WHAT YOU WILL DO: Your task is to quote the listing below exactly, beginning with its first line and ending on the line bearing "pub fn shape(&self)".

THE DATA:
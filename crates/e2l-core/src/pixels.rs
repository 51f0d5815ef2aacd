//! Captured pixel buffers

use crate::error::{BridgeError, Result};

/// Numpy dtype string for unsigned 8-bit pixels, as carried on the wire
pub const PIXEL_DTYPE: &str = "|u1";

/// Channels kept per pixel after dropping alpha
pub const RGB_CHANNELS: usize = 3;

/// An RGB image, row-major, 3 bytes per pixel
///
/// The shape reported to clients is `(width, height, 3)`, the layout the
/// capture system hands back.
#[derive(Debug, Clone, PartialEq, Eq)]
pub struct PixelBuffer {
    width: u32,
    height: u32,
    data: Vec<u8>,
}

impl PixelBuffer {
    /// Build from raw RGB bytes; `data` must hold exactly `width * height * 3` bytes
    pub fn from_rgb(width: u32, height: u32, data: Vec<u8>) -> Result<Self> {
        let expected = width as usize * height as usize * RGB_CHANNELS;
        if data.len() != expected {
            return Err(BridgeError::Engine(format!(
                "pixel buffer of {}x{} needs {} bytes, got {}",
                width,
                height,
                expected,
                data.len()
            )));
        }
        Ok(Self {
            width,
            height,
            data,
        })
    }

    /// Build from an RGBA capture, dropping the alpha channel
    pub fn from_rgba(width: u32, height: u32, rgba: &[u8]) -> Result<Self> {
        let pixels = width as usize * height as usize;
        if rgba.len() != pixels * 4 {
            return Err(BridgeError::Engine(format!(
                "RGBA capture of {}x{} needs {} bytes, got {}",
                width,
                height,
                pixels * 4,
                rgba.len()
            )));
        }
        let mut data = Vec::with_capacity(pixels * RGB_CHANNELS);
        for px in rgba.chunks_exact(4) {
            data.extend_from_slice(&px[..RGB_CHANNELS]);
        }
        Ok(Self {
            width,
            height,
            data,
        })
    }

    /// `(width, height, channels)`
    pub fn shape(&self) -> [usize; 3] {
        [self.width as usize, self.height as usize, RGB_CHANNELS]
    }

    pub fn as_bytes(&self) -> &[u8] {
        &self.data
    }
}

RESULT:
filename crates/e2l-core/src/pixels.rs
repository 51f0d5815ef2aacd
//! Captured pixel buffers

use crate::error::{BridgeError, Result};

/// Numpy dtype string for unsigned 8-bit pixels, as carried on the wire
pub const PIXEL_DTYPE: &str = "|u1";

/// Channels kept per pixel after dropping alpha
pub const RGB_CHANNELS: usize = 3;

/// An RGB image, row-major, 3 bytes per pixel
///
/// The shape reported to clients is `(width, height, 3)`, the layout the
/// capture system hands back.
#[derive(Debug, Clone, PartialEq, Eq)]
pub struct PixelBuffer {
    width: u32,
    height: u32,
    data: Vec<u8>,
}

impl PixelBuffer {
    /// Build from raw RGB bytes; `data` must hold exactly `width * height * 3` bytes
    pub fn from_rgb(width: u32, height: u32, data: Vec<u8>) -> Result<Self> {
        let expected = width as usize * height as usize * RGB_CHANNELS;
        if data.len() != expected {
            return Err(BridgeError::Engine(format!(
                "pixel buffer of {}x{} needs {} bytes, got {}",
                width,
                height,
                expected,
                data.len()
            )));
        }
        Ok(Self {
            width,
            height,
            data,
        })
    }

    /// Build from an RGBA capture, dropping the alpha channel
    pub fn from_rgba(width: u32, height: u32, rgba: &[u8]) -> Result<Self> {
        let pixels = width as usize * height as usize;
        if rgba.len() != pixels * 4 {
            return Err(BridgeError::Engine(format!(
                "RGBA capture of {}x{} needs {} bytes, got {}",
                width,
                height,
                pixels * 4,
                rgba.len()
            )));
        }
        let mut data = Vec::with_capacity(pixels * RGB_CHANNELS);
        for px in rgba.chunks_exact(4) {
            data.extend_from_slice(&px[..RGB_CHANNELS]);
        }
        Ok(Self {
            width,
            height,
            data,
        })
    }

    /// `(width, height, channels)`
    pub fn shape(&self) -> [usize; 3] {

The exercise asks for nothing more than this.